The Group also enters into derivative financial instruments which, depending on market dynamics, are recorded as assets or liabilities. To assist with its hedging programme design and composition, the Group engages a specialist firm with the appropriate skills and experience to manage its risk management derivative-related activities.

Market Risk

Market risk is the possibility that the fair value of future cash flows of a financial instrument will fluctuate due to changes in market prices. Market risk is comprised of two types of risk: interest rate risk and commodity price risk. Financial instruments affected by market risk include borrowings and derivative financial instruments. Derivative and non-derivative financial instruments are used to manage market price risks resulting from changes in commodity prices and foreign exchange rates, which could have a negative effect on assets, liabilities or future expected cash flows.

Interest rate risk

The Group is subject to market risk exposure related to changes in interest rates on its variable-rate Credit Facility. The remainder of the Group's financing is fixed-rate. At 31 December 2020 and 2019, the Group had $213,400 and $436,700, respectively, outstanding under its Credit Facility with a weighted average interest rate of 2.96% and 4.80%, respectively. Refer to Note 22 for additional information about the Credit Facility.

The table below represents the impact a 100 basis point adjustment in the interest rate for the Credit Facility and the corresponding impact on finance costs. This represents a reasonably possible change in interest rate risk.

Credit Facility Interest Rate Sensitivity

 

+100 Basis Points

 

-100 Basis Points

Finance costs

 

$

2,134 

 

 

$

(2,134)

 

         

The Group principally manages this risk by entering into fixed rate borrowing obligations with amortising structures facilitating an expedited repayment of principal. To mitigate residual interest rate risk the Group enters into derivative financial instruments. The total principal hedged through the use of derivative financial instruments varies from period to period. See Note 14 for more information on the Group's derivative financial instruments.

As of 31 December 2020, the Group had an interest rate swap ("IR swap") that fixed $150,000 of variable LIBOR interest rate risk. As of 31 December 2019 the Group had no IR swaps. Refer to Note 14 for additional information about the Group's derivative financial instruments.

Commodity price risk

The Group's revenues are primarily derived from the sale of its natural gas, NGLs and oil production, and as such, the Group is subject to commodity price risk. Commodity prices for natural gas, NGLs and oil can be volatile and can experience fluctuations as a result of relatively small changes in supply, weather conditions, economic conditions and government actions. For the years ended 31 December 2020 and 2019, the Group's commodity revenue was $381,662 and $438,280, respectively.
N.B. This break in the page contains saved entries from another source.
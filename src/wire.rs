//! Multi-node template results that behave like a single list item.

use crate::{
	dom::{Dom, Namespace},
	engine::Engine,
	reconcile::remove_run,
	value::Value,
};
use core::fmt::{self, Debug, Formatter};
use std::{cell::RefCell, rc::Rc};
use tracing::error;

/// A fixed, non-empty run of sibling nodes, compared by identity.
///
/// While placed, the nodes must stay adjacent and in order.
pub struct Wire<D: Dom>(Rc<Vec<D::Node>>);
impl<D: Dom> Clone for Wire<D> {
	fn clone(&self) -> Self {
		Self(self.0.clone())
	}
}
impl<D: Dom> PartialEq for Wire<D> {
	fn eq(&self, other: &Self) -> bool {
		Rc::ptr_eq(&self.0, &other.0)
	}
}
impl<D: Dom> Debug for Wire<D> {
	fn fmt(&self, f: &mut Formatter<'_>) -> fmt::Result {
		f.debug_tuple("Wire").field(&self.0.len()).finish()
	}
}

impl<D: Dom> Wire<D> {
	/// [`None`] if `child_nodes` is empty.
	#[must_use]
	pub fn new(child_nodes: Vec<D::Node>) -> Option<Self> {
		if child_nodes.is_empty() {
			None
		} else {
			Some(Self(Rc::new(child_nodes)))
		}
	}

	#[must_use]
	pub fn child_nodes(&self) -> &[D::Node] {
		&self.0
	}

	#[must_use]
	pub fn first(&self) -> &D::Node {
		&self.0[0]
	}

	#[must_use]
	pub fn last(&self) -> &D::Node {
		&self.0[self.0.len() - 1]
	}

	/// Collects all nodes into a fresh fragment, for insertion as one unit.
	pub fn insert(&self, dom: &D) -> D::Node {
		let fragment = dom.create_fragment();
		for node in self.0.iter() {
			if let Err(error) = dom.append_child(&fragment, node) {
				error!("Failed to collect wire node into fragment: {:?}", error)
			}
		}
		fragment
	}

	/// Removes every node but the first, which is returned for the caller to remove.
	pub fn remove(&self, dom: &D) -> D::Node {
		if self.0.len() > 1 {
			match dom.parent(self.last()) {
				Some(parent) => remove_run(dom, &parent, &self.0[1], self.last()),
				None => error!("Can't remove detached wire."),
			}
		}
		self.first().clone()
	}
}

/// Renders templates into a private fragment and hands out the result as a single [`Value`].
///
/// Re-rendering the same template updates and returns the same nodes.
pub struct WireRenderer<D: Dom> {
	engine: Engine<D>,
	fragment: D::Node,
	namespace: Namespace,
	content: RefCell<Value<D>>,
}
impl<D: Dom> WireRenderer<D> {
	pub(crate) fn new(engine: Engine<D>, namespace: Namespace) -> Self {
		let fragment = engine.dom().create_fragment();
		Self {
			engine,
			fragment,
			namespace,
			content: RefCell::new(Value::Null),
		}
	}

	/// [`Value::Null`] for an empty template, [`Value::Node`] for a single node and [`Value::Wire`] otherwise.
	pub fn render(&self, strings: &'static [&'static str], values: Vec<Value<D>>) -> Value<D> {
		if self.engine.render_into(&self.fragment, strings, self.namespace, values) {
			let mut child_nodes = self.engine.dom().child_nodes(&self.fragment);
			let content = match child_nodes.len() {
				0 => Value::Null,
				1 => Value::Node(child_nodes.remove(0)),
				_ => Wire::new(child_nodes).map_or(Value::Null, Value::Wire),
			};
			*self.content.borrow_mut() = content;
		}
		self.content.borrow().clone()
	}

	#[must_use]
	pub fn namespace(&self) -> Namespace {
		self.namespace
	}
}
The Group enters into derivative financial instruments to mitigate the risk of fluctuations in commodity prices. The total volumes hedged through the use of derivative financial instruments varies from period to period, but generally the Group's objective is to hedge approximately 40% to 90% of its anticipated production volumes for the next 36 months. Refer to Note 14 for additional information about the Group's derivative financial instruments.

Credit Risk

The Group is exposed to credit risk from the sale of its natural gas, NGLs and oil. Trade receivables from customers are amounts due for the purchase of natural gas, NGLs and oil. Collectability is dependent on the financial condition of each customer. The Group reviews the financial condition of customers prior to extending credit and generally does not require collateral in support of their trade receivables. At 31 December 2020 and 2019, the Group had one and three customers, respectively, over 10% that made up 11% and 41%, respectively of the Group's total trade receivables from customers. At 31 December 2020 and 2019, the Group's trade receivables from customers were $66,908 and $68,393, respectively.

The Group is exposed to credit risk from joint interest owners, entities that own a working interest in the properties operated by the Group. Joint interest receivables are classified in trade receivables, net in the Consolidated Statement of Financial Position. The Group has the ability to withhold future revenue payments to recover any non-payment of joint interest receivables. Given the historical low pricing environment in 2020, however, the Group increased the allowance for credit losses related to amounts due from joint interest owners by $6,931. At 31 December 2020 and 2019, the Group's joint interest receivables were $83 and $5,531, respectively.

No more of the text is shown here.